Bored of baked beans? This recipe makes for a great alternative, whether you want them on toast or with a fry up. It also works well as a side dish if you are looking for something to serve with pork, chicken, meaty white fish, or even a big herb roasted portabella mushroom.
Though I’ve seen a few versions of garlicky beans doing the rounds, mine always go back to the ones I had many moons ago at The Fox and Hounds in Goldsborough, where Jason Davies does marvellous things with pulses. If the scallops with beans are on the menu then you’d be unwise to miss them. I haven’t been there since my gluten munching days, as I’ve not been up in North Yorkshire very much in the past couple of years. It is a very small restaurant, so I think would be advisable to ring ahead and advise of any requirements when you book. It is more than worth the worry that you are getting lost along the single track lane that you drive down to reach the tiny hamlet.
This is easy to make and perfect for the middle of winter! There are any number of twists and variations that you can follow, I have included a few ideas at the end of the recipe. This will serve 2 if it you want to eat it on toast, or are using it as a bed to serve a protein on, but would work for 4 if you are having it as part of a cooked breakfast.
- 1/2 an onion cut thinly into crescents
- 1 good sized clove of garlic, squashed/finely chipped
- 2 bay leaves
- 1 tsp gluten free vegan bouillon powder
- 400g (240g drained weight) tin of chickpeas, if you prefer to use dried and pre cook your own then 240g cooked weight.
- 1 tsp powdered garlic
- Black pepper – to taste, but give it a good twist
- 3-4 tbsp extra virgin olive oil, don’t be shy with it!
- the leaves from 2 stems of dill
- the leaves from 4-5 stems of parsley
- 200ml water (more if needed)
- optional garnish of a few rocket leaves and a sprinkle of Aleppo pepper
- Slice half an onion into thin crescents, cook gently with 2 bay leaves, over a medium-low heat, for around 10 minutes, in a good amount of extra virgin olive oil, make sure that the bottom of the pan has a decent covering.

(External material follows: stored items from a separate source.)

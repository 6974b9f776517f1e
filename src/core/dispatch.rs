//! Live request dispatch.
//!
//! Builds the wire request for a provider's dialect, sends it, and pulls the
//! reply text out of the dialect-specific response shape. Callers get either
//! normalized text or a single taxonomy error; nothing provider-specific
//! leaks past this module.

use std::sync::LazyLock;
use std::time::Duration;

use regex::Regex;
use reqwest::{Client, RequestBuilder};
use serde_json::{Value, json};

use crate::core::http::{self, DEFAULT_TIMEOUT};
use crate::core::prompt::Action;
use crate::core::provider::{Provider, ProviderDescriptor, ProviderKind, WireDialect};
use crate::error::{InkwrightError, Result};
use crate::util::ellipsize;

/// Protocol version sent with every Anthropic request.
const ANTHROPIC_VERSION: &str = "2023-06-01";

/// Attribution headers OpenRouter asks integrators to send.
const OPENROUTER_SITE: &str = "https://github.com/inkwright/inkwright";
const OPENROUTER_TITLE: &str = "Inkwright";

/// Longest upstream error body echoed into error details.
const ERROR_SNIPPET_CHARS: usize = 200;

// =============================================================================
// Request parameters
// =============================================================================

/// Sampling parameters forwarded to every backend.
#[derive(Debug, Clone, Copy, PartialEq)]
pub struct RequestParams {
    pub max_tokens: u32,
    pub temperature: f64,
}

impl Default for RequestParams {
    fn default() -> Self {
        Self {
            max_tokens: 2048,
            temperature: 0.7,
        }
    }
}

// =============================================================================
// Dispatcher
// =============================================================================

/// Sends prompts to live providers and normalizes their replies.
#[derive(Debug, Clone)]
pub struct Dispatcher {
    client: Client,
    timeout: Duration,
}

impl Dispatcher {
    pub fn new() -> Result<Self> {
        Self::with_timeout(DEFAULT_TIMEOUT)
    }

    pub fn with_timeout(timeout: Duration) -> Result<Self> {
        Ok(Self {
            client: http::build_client(timeout)?,
            timeout,
        })
    }

    /// Send `prompt` to the provider described by `descriptor` and return the
    /// reply text.
    ///
    /// The reply is extracted from the dialect's response shape but not
    /// otherwise rewritten; see [`clean_response`] for the cosmetic pass.
    pub async fn send(
        &self,
        descriptor: &ProviderDescriptor,
        api_key: Option<&str>,
        model: &str,
        prompt: &str,
        params: RequestParams,
    ) -> Result<String> {
        let provider = descriptor.id;
        let key = api_key.unwrap_or("");
        if descriptor.requires_api_key && key.is_empty() {
            return Err(InkwrightError::MissingCredential {
                provider: provider.display_name().to_string(),
            });
        }

        let url = request_url(descriptor, model, key)?;
        let body = request_body(descriptor.dialect, model, prompt, params);
        let request = apply_auth(self.client.post(&url).json(&body), descriptor, key);

        tracing::debug!(
            provider = %provider,
            model,
            url = %redact_key(&url),
            "dispatching request"
        );

        let response = request.send().await.map_err(|e| {
            if e.is_timeout() {
                InkwrightError::Timeout {
                    provider: provider.display_name().to_string(),
                    seconds: self.timeout.as_secs(),
                }
            } else {
                InkwrightError::Network(format!(
                    "request to {} failed: {e}",
                    provider.display_name()
                ))
            }
        })?;

        let status = response.status();
        if !status.is_success() {
            let detail = response.text().await.unwrap_or_default();
            return Err(InkwrightError::Upstream {
                provider: provider.display_name().to_string(),
                detail: format!("HTTP {}: {}", status.as_u16(), snippet(&detail)),
            });
        }

        let payload: Value = response
            .json()
            .await
            .map_err(|e| InkwrightError::MalformedResponse {
                provider: provider.display_name().to_string(),
                detail: format!("unparseable body: {e}"),
            })?;

        let text =
            extract_text(descriptor.dialect, &payload).ok_or_else(|| {
                InkwrightError::MalformedResponse {
                    provider: provider.display_name().to_string(),
                    detail: format!("reply text missing at {}", reply_path(descriptor.dialect)),
                }
            })?;
        if text.trim().is_empty() {
            return Err(InkwrightError::MalformedResponse {
                provider: provider.display_name().to_string(),
                detail: "empty completion".to_string(),
            });
        }

        tracing::debug!(provider = %provider, model, chars = text.len(), "reply received");
        Ok(text)
    }
}

// =============================================================================
// Wire shapes
// =============================================================================

/// Resolve the full request URL for a dispatch.
///
/// Remote chat providers carry full URLs in their descriptors; local daemons
/// carry a base URL that the dialect path is appended to. Gemini rides its
/// key in the query string.
pub(crate) fn request_url(
    descriptor: &ProviderDescriptor,
    model: &str,
    api_key: &str,
) -> Result<String> {
    let base = descriptor
        .endpoint
        .as_deref()
        .ok_or_else(|| InkwrightError::NoEndpoint {
            provider: descriptor.id.display_name().to_string(),
        })?;
    let base = base.trim_end_matches('/');
    Ok(match descriptor.dialect {
        WireDialect::GeminiGenerateContent => {
            format!("{base}/{model}:generateContent?key={api_key}")
        }
        WireDialect::OllamaChat => format!("{base}/api/chat"),
        WireDialect::OpenAiChat if descriptor.kind == ProviderKind::LocalDaemon => {
            format!("{base}/v1/chat/completions")
        }
        WireDialect::OpenAiChat | WireDialect::AnthropicMessages => base.to_string(),
    })
}

/// Build the request body for a dialect.
pub(crate) fn request_body(
    dialect: WireDialect,
    model: &str,
    prompt: &str,
    params: RequestParams,
) -> Value {
    match dialect {
        WireDialect::OpenAiChat => json!({
            "model": model,
            "messages": [{"role": "user", "content": prompt}],
            "max_tokens": params.max_tokens,
            "temperature": params.temperature,
        }),
        WireDialect::AnthropicMessages => json!({
            "model": model,
            "max_tokens": params.max_tokens,
            "temperature": params.temperature,
            "messages": [{"role": "user", "content": prompt}],
        }),
        WireDialect::GeminiGenerateContent => json!({
            "contents": [{"parts": [{"text": prompt}]}],
            "generationConfig": {
                "maxOutputTokens": params.max_tokens,
                "temperature": params.temperature,
            },
        }),
        WireDialect::OllamaChat => json!({
            "model": model,
            "messages": [{"role": "user", "content": prompt}],
            "stream": false,
            "options": {
                "num_predict": params.max_tokens,
                "temperature": params.temperature,
            },
        }),
    }
}

/// Attach the dialect's authentication to a request.
pub(crate) fn apply_auth(
    request: RequestBuilder,
    descriptor: &ProviderDescriptor,
    key: &str,
) -> RequestBuilder {
    match descriptor.dialect {
        WireDialect::AnthropicMessages => request
            .header("x-api-key", key)
            .header("anthropic-version", ANTHROPIC_VERSION),
        // The key rides in the URL
        WireDialect::GeminiGenerateContent => request,
        WireDialect::OpenAiChat | WireDialect::OllamaChat => {
            let request = if key.is_empty() {
                request
            } else {
                request.bearer_auth(key)
            };
            if descriptor.id == Provider::OpenRouter {
                request
                    .header("HTTP-Referer", OPENROUTER_SITE)
                    .header("X-Title", OPENROUTER_TITLE)
            } else {
                request
            }
        }
    }
}

/// Pull the reply text out of a dialect's response shape.
fn extract_text(dialect: WireDialect, payload: &Value) -> Option<String> {
    payload
        .pointer(reply_pointer(dialect))?
        .as_str()
        .map(str::to_string)
}

const fn reply_pointer(dialect: WireDialect) -> &'static str {
    match dialect {
        WireDialect::OpenAiChat => "/choices/0/message/content",
        WireDialect::AnthropicMessages => "/content/0/text",
        WireDialect::GeminiGenerateContent => "/candidates/0/content/parts/0/text",
        WireDialect::OllamaChat => "/message/content",
    }
}

/// Dotted reply location for error messages.
const fn reply_path(dialect: WireDialect) -> &'static str {
    match dialect {
        WireDialect::OpenAiChat => "choices[0].message.content",
        WireDialect::AnthropicMessages => "content[0].text",
        WireDialect::GeminiGenerateContent => "candidates[0].content.parts[0].text",
        WireDialect::OllamaChat => "message.content",
    }
}

// =============================================================================
// Response cleaning
// =============================================================================

static LEADING_FILLER: LazyLock<Regex> = LazyLock::new(|| {
    Regex::new(r"(?i)^(here's|here is|sure|certainly|of course)[^:\n]*:\s*").unwrap()
});
static LEADING_LABEL: LazyLock<Regex> = LazyLock::new(|| {
    Regex::new(r"(?i)^(the improved|the shortened|the expanded|the corrected)[^:\n]*:\s*").unwrap()
});

/// Strip conversational filler a model wraps around its answer.
///
/// Quote unwrapping only applies to actions whose result replaces or extends
/// the user's prose; analytical outputs may quote the text legitimately.
#[must_use]
pub fn clean_response(action: Action, raw: &str) -> String {
    let trimmed = raw.trim();
    let cleaned = LEADING_FILLER.replace(trimmed, "");
    let cleaned = LEADING_LABEL.replace(&cleaned, "");
    let mut cleaned = cleaned.trim().to_string();

    let unwraps_quotes = matches!(
        action,
        Action::Improve | Action::Expand | Action::ContinueStory
    );
    if unwraps_quotes && cleaned.len() >= 2 {
        let double = cleaned.starts_with('"') && cleaned.ends_with('"');
        let single = cleaned.starts_with('\'') && cleaned.ends_with('\'');
        if double || single {
            cleaned = cleaned[1..cleaned.len() - 1].trim().to_string();
        }
    }
    cleaned
}

/// Truncate an upstream error body for log and error detail use.
fn snippet(body: &str) -> String {
    ellipsize(body.trim(), ERROR_SNIPPET_CHARS)
}

/// Mask a URL-borne API key before it reaches a log line.
fn redact_key(url: &str) -> String {
    match url.split_once("key=") {
        Some((head, _)) => format!("{head}key=***"),
        None => url.to_string(),
    }
}
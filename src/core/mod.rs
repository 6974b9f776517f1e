//! Request pipeline: providers, prompts, dispatch, probing, offline
//! fallback, and the orchestrator that ties them together.

pub mod cache;
pub mod dispatch;
pub mod http;
pub mod logging;
pub mod offline;
pub mod orchestrator;
pub mod probe;
pub mod prompt;
pub mod provider;
pub mod registry;

pub use cache::ResponseCache;
pub use dispatch::{Dispatcher, RequestParams, clean_response};
pub use offline::{OfflineProcessor, ProcessingDelay};
pub use orchestrator::{Orchestrator, Origin, ProcessOutcome};
pub use probe::{ProbeOutcome, ProbeReport, Prober};
pub use prompt::Action;
pub use provider::{Provider, ProviderDescriptor};
pub use registry::ProviderRegistry;
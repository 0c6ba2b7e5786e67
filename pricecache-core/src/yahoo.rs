//! Yahoo Finance price-history provider.
//!
//! Fetches daily bars from Yahoo's v8 chart API with a single blocking
//! request. Yahoo has no official API and is subject to unannounced format
//! changes; parse failures surface as `ResponseFormatChanged`.

use crate::config::ProviderConfig;
use crate::error::DataError;
use crate::provider::{PriceHistoryProvider, RawBar};
use chrono::NaiveDate;
use reqwest::header::{HeaderMap, RETRY_AFTER};
use reqwest::StatusCode;
use serde::Deserialize;

/// Seconds to wait when a 429 carries no usable `retry-after` header.
const DEFAULT_RETRY_AFTER_SECS: u64 = 60;

/// Yahoo Finance v8 chart API response.
#[derive(Debug, Deserialize)]
struct ChartResponse {
    chart: ChartResult,
}

#[derive(Debug, Deserialize)]
struct ChartResult {
    result: Option<Vec<ChartData>>,
    error: Option<ChartError>,
}

#[derive(Debug, Deserialize)]
struct ChartError {
    code: String,
    description: String,
}

#[derive(Debug, Deserialize)]
struct ChartData {
    timestamp: Option<Vec<i64>>,
    indicators: Indicators,
}

#[derive(Debug, Deserialize)]
struct Indicators {
    quote: Vec<QuoteData>,
    adjclose: Option<Vec<AdjCloseData>>,
}

#[derive(Debug, Deserialize)]
struct QuoteData {
    #[serde(default)]
    open: Vec<Option<f64>>,
    #[serde(default)]
    high: Vec<Option<f64>>,
    #[serde(default)]
    low: Vec<Option<f64>>,
    #[serde(default)]
    close: Vec<Option<f64>>,
    #[serde(default)]
    volume: Vec<Option<u64>>,
}

#[derive(Debug, Deserialize)]
struct AdjCloseData {
    adjclose: Vec<Option<f64>>,
}

/// Yahoo Finance provider.
pub struct YahooProvider {
    client: reqwest::blocking::Client,
    base_url: String,
}

impl YahooProvider {
    pub fn new(config: &ProviderConfig) -> Result<Self, DataError> {
        let client = reqwest::blocking::Client::builder()
            .timeout(config.timeout())
            .user_agent(config.user_agent.as_str())
            .build()
            .map_err(|e| DataError::Config(format!("failed to build HTTP client: {e}")))?;

        Ok(Self {
            client,
            base_url: config.base_url.trim_end_matches('/').to_string(),
        })
    }

    /// Chart API URL for `symbol` over the half-open range `[start, end)`.
    fn chart_url(base_url: &str, symbol: &str, start: NaiveDate, end: NaiveDate) -> String {
        let start_ts = start.and_time(chrono::NaiveTime::MIN).and_utc().timestamp();
        let end_ts = end.and_time(chrono::NaiveTime::MIN).and_utc().timestamp();
        format!(
            "{base_url}/v8/finance/chart/{symbol}\
             ?period1={start_ts}&period2={end_ts}&interval=1d\
             &includeAdjustedClose=true"
        )
    }

    /// Parse the chart API response into RawBars.
    ///
    /// An unknown symbol or a range without trading days yields an empty list.
    fn parse_response(resp: ChartResponse) -> Result<Vec<RawBar>, DataError> {
        let result = match (resp.chart.result, resp.chart.error) {
            (Some(result), _) => result,
            (None, Some(err)) if err.code == "Not Found" => return Ok(Vec::new()),
            (None, Some(err)) => {
                return Err(DataError::ResponseFormatChanged(format!(
                    "{}: {}",
                    err.code, err.description
                )))
            }
            (None, None) => {
                return Err(DataError::ResponseFormatChanged(
                    "empty result with no error".into(),
                ))
            }
        };

        let Some(data) = result.into_iter().next() else {
            return Ok(Vec::new());
        };

        // Yahoo omits timestamps entirely when the range has no bars
        let Some(timestamps) = data.timestamp else {
            return Ok(Vec::new());
        };

        let quote = data
            .indicators
            .quote
            .into_iter()
            .next()
            .ok_or_else(|| DataError::ResponseFormatChanged("no quote data".into()))?;

        let adj_closes = data
            .indicators
            .adjclose
            .and_then(|v| v.into_iter().next())
            .map(|a| a.adjclose);

        let mut bars = Vec::with_capacity(timestamps.len());

        for (i, &ts) in timestamps.iter().enumerate() {
            let date = chrono::DateTime::from_timestamp(ts, 0)
                .map(|dt| dt.naive_utc().date())
                .ok_or_else(|| {
                    DataError::ResponseFormatChanged(format!("invalid timestamp: {ts}"))
                })?;

            let open = quote.open.get(i).copied().flatten();
            let high = quote.high.get(i).copied().flatten();
            let low = quote.low.get(i).copied().flatten();
            let close = quote.close.get(i).copied().flatten();
            let volume = quote.volume.get(i).copied().flatten();
            let adj_close = adj_closes
                .as_ref()
                .and_then(|v| v.get(i).copied().flatten());

            // Skip bars where all OHLCV are None (holidays/non-trading days)
            if open.is_none()
                && high.is_none()
                && low.is_none()
                && close.is_none()
                && volume.is_none()
            {
                continue;
            }

            bars.push(RawBar {
                date,
                open: open.unwrap_or(f64::NAN),
                high: high.unwrap_or(f64::NAN),
                low: low.unwrap_or(f64::NAN),
                close: close.unwrap_or(f64::NAN),
                volume: volume.unwrap_or(0),
                adj_close: adj_close.unwrap_or(f64::NAN),
            });
        }

        Ok(bars)
    }

    /// Body of a 404: Yahoo answers unknown symbols with a chart error,
    /// which is an empty result rather than a failure.
    fn parse_not_found(body: &str) -> Result<Vec<RawBar>, DataError> {
        match serde_json::from_str::<ChartResponse>(body) {
            Ok(chart) => Self::parse_response(chart),
            Err(_) => Ok(Vec::new()),
        }
    }

    fn request(&self, symbol: &str, start: NaiveDate, end: NaiveDate) -> Result<Vec<RawBar>, DataError> {
        let url = Self::chart_url(&self.base_url, symbol, start, end);
        log::debug!("GET {url}");

        let resp = self
            .client
            .get(&url)
            .send()
            .map_err(|e| DataError::NetworkUnreachable(e.to_string()))?;

        match classify(resp.status(), resp.headers(), symbol)? {
            Body::Chart => {
                let chart: ChartResponse = resp.json().map_err(|e| {
                    DataError::ResponseFormatChanged(format!(
                        "failed to parse response for {symbol}: {e}"
                    ))
                })?;
                Self::parse_response(chart)
            }
            Body::NotFound => Self::parse_not_found(&resp.text().unwrap_or_default()),
        }
    }
}

/// How to read a response body, once its status has been accepted.
#[derive(Debug, PartialEq)]
enum Body {
    Chart,
    NotFound,
}

/// Map an HTTP status (and headers) to either a body to parse or an error.
fn classify(status: StatusCode, headers: &HeaderMap, symbol: &str) -> Result<Body, DataError> {
    match status {
        StatusCode::TOO_MANY_REQUESTS => {
            let retry_after = headers
                .get(RETRY_AFTER)
                .and_then(|v| v.to_str().ok())
                .and_then(|v| v.trim().parse::<u64>().ok())
                .unwrap_or(DEFAULT_RETRY_AFTER_SECS);
            Err(DataError::RateLimited {
                retry_after_secs: retry_after,
            })
        }
        StatusCode::UNAUTHORIZED => Err(DataError::AuthenticationRequired(
            "Yahoo Finance requires authentication".into(),
        )),
        StatusCode::NOT_FOUND => Ok(Body::NotFound),
        s if s.is_success() => Ok(Body::Chart),
        s => Err(DataError::Other(format!("HTTP {s} for {symbol}"))),
    }
}

impl PriceHistoryProvider for YahooProvider {
    fn name(&self) -> &str {
        "yahoo_finance"
    }

    fn fetch(
        &self,
        symbol: &str,
        start: NaiveDate,
        end: NaiveDate,
    ) -> Result<Vec<RawBar>, DataError> {
        self.request(symbol, start, end)
    }
}
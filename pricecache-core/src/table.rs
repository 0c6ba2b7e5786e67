//! Normalized observation table: close, volume and log return per date.

use crate::error::DataError;
use crate::provider::RawBar;
use chrono::NaiveDate;
use serde::{Deserialize, Serialize};

/// One normalized row.
#[derive(Debug, Clone, PartialEq, Serialize, Deserialize)]
pub struct Observation {
    pub date: NaiveDate,
    pub close: f64,
    pub volume: i64,
    /// `ln(close[t] / close[t-1])`; `None` on the first row.
    pub log_return: Option<f64>,
}

/// Rows sorted ascending by date. Built once, never mutated.
#[derive(Debug, Clone, PartialEq, Default, Serialize, Deserialize)]
pub struct ObservationTable {
    rows: Vec<Observation>,
}

impl ObservationTable {
    /// Normalize raw provider bars: keep close and volume, sort by date and
    /// derive the log return column. Every input bar yields one row.
    pub fn from_raw(mut bars: Vec<RawBar>) -> Result<Self, DataError> {
        bars.sort_by_key(|b| b.date);

        let mut rows = Vec::with_capacity(bars.len());
        let mut prev_close: Option<f64> = None;

        for bar in bars {
            let volume = i64::try_from(bar.volume).map_err(|_| {
                DataError::Other(format!(
                    "volume {} on {} does not fit in i64",
                    bar.volume, bar.date
                ))
            })?;

            rows.push(Observation {
                date: bar.date,
                close: bar.close,
                volume,
                log_return: prev_close.map(|prev| log_return(prev, bar.close)),
            });
            prev_close = Some(bar.close);
        }

        Ok(Self { rows })
    }

    /// Wrap rows that are already normalized, as read back from storage.
    pub fn from_rows(rows: Vec<Observation>) -> Self {
        Self { rows }
    }

    pub fn rows(&self) -> &[Observation] {
        &self.rows
    }

    pub fn len(&self) -> usize {
        self.rows.len()
    }

    pub fn is_empty(&self) -> bool {
        self.rows.is_empty()
    }

    /// The first `n` rows (fewer if the table is shorter).
    pub fn head(&self, n: usize) -> &[Observation] {
        &self.rows[..n.min(self.rows.len())]
    }

    pub fn first_date(&self) -> Option<NaiveDate> {
        self.rows.first().map(|r| r.date)
    }

    pub fn last_date(&self) -> Option<NaiveDate> {
        self.rows.last().map(|r| r.date)
    }

    /// Close prices in date order.
    pub fn closes(&self) -> Vec<f64> {
        self.rows.iter().map(|r| r.close).collect()
    }

    /// Log returns in date order, `None` where undefined.
    pub fn log_returns(&self) -> Vec<Option<f64>> {
        self.rows.iter().map(|r| r.log_return).collect()
    }

    /// Content hash of the rows, recorded in cache metadata.
    pub fn content_hash(&self) -> Result<String, DataError> {
        let bytes = serde_json::to_vec(&self.rows)
            .map_err(|e| DataError::Other(format!("hash serialization: {e}")))?;
        Ok(blake3::hash(&bytes).to_hex().to_string())
    }
}

/// Natural log of the ratio of consecutive closes.
///
/// Non-positive or NaN closes produce NaN/±inf exactly as `f64::ln` does; the
/// value is reported, not rejected.
pub fn log_return(prev_close: f64, close: f64) -> f64 {
    (close / prev_close).ln()
}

- Once the onion has turned translucent and slightly golden, just at the point of caramelising a bit on the ends, add 1tsp of gluten free vegan bouillon powder, which will form a loose paste when mixed with the olive oil, I used Marigold, but feel free to substitute for your preferred brand, and the chopped garlic, turn the heat down a bit so that the garlic cooks but does not burn.
- After around 3 minutes add the chickpeas and a good twist of black pepper, stir to gently to mix everything together without crushing the chickpeas, but so that they are well coated in the other ingredients.
- After a further 2 minutes add 200ml of water and 1 tsp of powdered garlic, stir gently until the garlic powder is dissolved, turn the heat back up a little, and then leave to cook on a medium-low heat, stirring occasionally for around 45 minutes. If you are more time pressed or are using a softer or smaller bean, 30 minutes would be fine, but use a little less water, for butter beans because of their size they would be better to use a little longer and a little more water. As the sauce cooks down, monitor the water and if it looks a little dry then add a bit more as needed.
- Chop the dill and parsley leaves, and stir through the chickpeas as you remove them from the heat.
Since I first had those fantastically garlicky beans at The Fox and Hounds, I have made more variations on them than I would care to remember. You could easily substitute borlotti or butter beans, the bigger or firmer the beans, the longer they need to cook with garlic so that they take up the flavour. Play around with herbs and seasonings too, fresh rosemary and thyme very well with the garlic, and would suit the dish better if you are making this as a side to accompany some pork but I have opted for dill and parsley to get a brighter flavour, since it is such a sunny day that I will pretend to myself it isn’t freezing out there! If you want to “dress this up for dinner” substitute a little dry white wine for some of the water that you add to the chickpeas.
Today I felt like making this on top of some gluten free toast. I am still nursing the cold that just won’t leave, which was my excuse for having breakfast in bed this morning, a slice of my Nordic Banana Bread and a big black coffee whilst working my way through a pile of admin.
If you have some left, you can smash them with a little more olive oil and spread them on toast, or add a squeeze of lemon juice and a few rocket leaves, and it makes a nice salad that would happily brighten up a quick lunch!
Thankfully it is almost the weekend, although I think it will be a quiet one for me, as I try to shake this cold before I travel up to North Yorkshire for a bit of house/dog sitting!